== Material to process

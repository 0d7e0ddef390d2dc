//! Core analyzer for orchestrating lint execution.

use crate::config::Config;
use crate::context::FileContext;
use crate::rule::{Rule, RuleBox};
use crate::types::{Diagnostic, FailureKind, FileFailure, FileReport, LintResult};
use crate::utils::{apply_allowances, has_source_extension, is_excluded};

use rayon::prelude::*;
use std::path::{Path, PathBuf};
use thiserror::Error;
use tracing::{debug, info, warn};
use walkdir::WalkDir;

/// Errors that can occur while building or running the analyzer.
///
/// Problems with individual files are not errors: they are reported as
/// [`FileFailure`]s in the [`LintResult`].
#[derive(Debug, Error)]
pub enum AnalyzerError {
    /// Glob pattern error.
    #[error("Invalid glob pattern: {0}")]
    Glob(#[from] glob::PatternError),

    /// The worker pool could not be created.
    #[error("Failed to build worker pool: {0}")]
    ThreadPool(#[from] rayon::ThreadPoolBuildError),
}

/// Builder for configuring an [`Analyzer`].
#[derive(Default)]
pub struct AnalyzerBuilder {
    root: Option<PathBuf>,
    rules: Vec<RuleBox>,
    exclude_patterns: Vec<String>,
    config: Option<Config>,
    strict: Option<bool>,
}

impl AnalyzerBuilder {
    /// Creates a new builder with default settings.
    #[must_use]
    pub fn new() -> Self {
        Self::default()
    }

    /// Sets the file or directory to analyze.
    #[must_use]
    pub fn root(mut self, path: impl Into<PathBuf>) -> Self {
        self.root = Some(path.into());
        self
    }

    /// Adds a rule to the analyzer.
    #[must_use]
    pub fn rule<R: Rule + 'static>(mut self, rule: R) -> Self {
        self.rules.push(Box::new(rule));
        self
    }

    /// Adds a boxed rule to the analyzer.
    #[must_use]
    pub fn rule_box(mut self, rule: RuleBox) -> Self {
        self.rules.push(rule);
        self
    }

    /// Adds an exclude glob pattern.
    #[must_use]
    pub fn exclude(mut self, pattern: impl Into<String>) -> Self {
        self.exclude_patterns.push(pattern.into());
        self
    }

    /// Adds multiple exclude glob patterns.
    #[must_use]
    pub fn excludes<I, S>(mut self, patterns: I) -> Self
    where
        I: IntoIterator<Item = S>,
        S: Into<String>,
    {
        self.exclude_patterns
            .extend(patterns.into_iter().map(Into::into));
        self
    }

    /// Sets the configuration.
    #[must_use]
    pub fn config(mut self, config: Config) -> Self {
        self.config = Some(config);
        self
    }

    /// Enables or disables strict mode, overriding the configuration.
    #[must_use]
    pub fn strict(mut self, strict: bool) -> Self {
        self.strict = Some(strict);
        self
    }

    /// Builds the analyzer.
    ///
    /// # Errors
    ///
    /// Returns an error if an exclude pattern is not a valid glob or the
    /// configured worker pool cannot be created.
    pub fn build(self) -> Result<Analyzer, AnalyzerError> {
        let config = self.config.unwrap_or_default();
        let root = self.root.unwrap_or_else(|| PathBuf::from("."));
        let strict = self.strict.unwrap_or(config.strict);

        let excludes = self
            .exclude_patterns
            .iter()
            .chain(config.analyzer.exclude.iter())
            .map(|p| glob::Pattern::new(p))
            .collect::<Result<Vec<_>, _>>()?;

        let pool = config
            .analyzer
            .parallelism
            .map(|n| rayon::ThreadPoolBuilder::new().num_threads(n).build())
            .transpose()?;

        Ok(Analyzer {
            root,
            rules: self.rules,
            excludes,
            config,
            strict,
            pool,
        })
    }
}

/// The main analyzer that orchestrates lint execution.
///
/// Use [`Analyzer::builder()`] to construct an instance.
pub struct Analyzer {
    root: PathBuf,
    rules: Vec<RuleBox>,
    excludes: Vec<glob::Pattern>,
    config: Config,
    strict: bool,
    pool: Option<rayon::ThreadPool>,
}

impl Analyzer {
    /// Creates a new builder for configuring an analyzer.
    #[must_use]
    pub fn builder() -> AnalyzerBuilder {
        AnalyzerBuilder::new()
    }

    /// Returns the path being analyzed.
    #[must_use]
    pub fn root(&self) -> &Path {
        &self.root
    }

    /// Returns the number of registered rules.
    #[must_use]
    pub fn rule_count(&self) -> usize {
        self.rules.len()
    }

    /// Returns whether strict mode is enabled.
    #[must_use]
    pub fn is_strict(&self) -> bool {
        self.strict
    }

    /// Analyzes the root and returns the results.
    ///
    /// A missing root or a non-InfoBasic single file is recorded as a
    /// failure in the result. Unreadable files are recorded the same way and
    /// do not stop their siblings from being checked.
    #[must_use]
    pub fn analyze(&self) -> LintResult {
        info!("Starting analysis at {}", self.root.display());

        let mut result = LintResult::new();
        let files = match self.discover_files() {
            Ok(files) => files,
            Err(failure) => {
                warn!("{failure}");
                result.failures.push(failure);
                return result;
            }
        };

        if files.is_empty() {
            warn!("No InfoBasic files found in {}", self.root.display());
            return result;
        }

        info!("Found {} files to analyze", files.len());

        let outcomes = self.run(|| {
            files
                .par_iter()
                .map(|path| self.analyze_file(path))
                .collect::<Vec<_>>()
        });

        for outcome in outcomes {
            match outcome {
                Ok(report) => {
                    result.files.push(report);
                    result.files_checked += 1;
                }
                Err(failure) => {
                    warn!("Failed to read {}", failure);
                    result.failures.push(failure);
                }
            }
        }

        let (errors, warnings, infos) = result.count_by_severity();
        info!(
            "Analysis complete: {} error(s), {} warning(s), {} info(s) in {} files",
            errors, warnings, infos, result.files_checked
        );

        result
    }

    /// Validates one file's content and returns its report.
    ///
    /// This is the per-file rule engine: re-entrant and free of cross-file
    /// state.
    #[must_use]
    pub fn check_source(&self, path: &Path, content: &str) -> FileReport {
        let ctx = FileContext::new(path, content, self.strict);
        let mut diagnostics = Vec::new();

        for rule in &self.rules {
            if !self.config.is_rule_enabled(rule.name()) {
                debug!("Skipping disabled rule: {}", rule.name());
                continue;
            }
            if rule.strict_only() && !self.strict {
                continue;
            }

            diagnostics.extend(self.apply_overrides(rule.check(&ctx)));
        }

        FileReport::new(path, apply_allowances(&ctx.lines, diagnostics))
    }

    /// Reads and validates a single file.
    fn analyze_file(&self, path: &Path) -> Result<FileReport, FileFailure> {
        debug!("Analyzing: {}", path.display());

        let content = read_source(path).map_err(|e| {
            FileFailure::new(path, FailureKind::Unreadable, format!("Cannot read file: {e}"))
        })?;

        Ok(self.check_source(path, &content))
    }

    /// Drops disabled rule ids and applies severity overrides.
    fn apply_overrides(&self, diagnostics: Vec<Diagnostic>) -> Vec<Diagnostic> {
        diagnostics
            .into_iter()
            .filter(|d| self.config.is_code_enabled(&d.rule_id))
            .map(|mut d| {
                if let Some(severity) = self.config.rule_severity(&d.rule_id, &d.rule) {
                    d.severity = severity;
                }
                d
            })
            .collect()
    }

    /// Resolves the root into the sorted list of files to check.
    fn discover_files(&self) -> Result<Vec<PathBuf>, FileFailure> {
        let extensions = &self.config.analyzer.extensions;

        if !self.root.exists() {
            return Err(FileFailure::new(
                &self.root,
                FailureKind::NotFound,
                "Path not found",
            ));
        }

        if self.root.is_file() {
            if has_source_extension(&self.root, extensions) {
                return Ok(vec![self.root.clone()]);
            }
            return Err(FileFailure::new(
                &self.root,
                FailureKind::NotSourceFile,
                "Not an InfoBasic file",
            ));
        }

        let mut files: Vec<PathBuf> = WalkDir::new(&self.root)
            .into_iter()
            .filter_map(|entry| match entry {
                Ok(entry) => Some(entry),
                Err(e) => {
                    warn!("Skipping unreadable entry: {e}");
                    None
                }
            })
            .filter(|entry| {
                entry.file_type().is_file() || (entry.path_is_symlink() && !entry.path().is_dir())
            })
            .map(walkdir::DirEntry::into_path)
            .filter(|path| has_source_extension(path, extensions))
            .filter(|path| {
                let excluded = is_excluded(path, &self.excludes);
                if excluded {
                    debug!("Excluding: {}", path.display());
                }
                !excluded
            })
            .collect();

        files.sort();
        Ok(files)
    }

    fn run<T: Send>(&self, op: impl FnOnce() -> T + Send) -> T {
        match &self.pool {
            Some(pool) => pool.install(op),
            None => op(),
        }
    }
}

/// Reads a whole source file, decoding invalid UTF-8 lossily.
///
/// # Errors
///
/// Returns an error if the file cannot be read.
pub fn read_source(path: &Path) -> std::io::Result<String> {
    let bytes = std::fs::read(path)?;
    Ok(String::from_utf8_lossy(&bytes).into_owned())
}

====

A single number is expected: how many lines in the entries above hold the word "LintResult".

_Your response_
4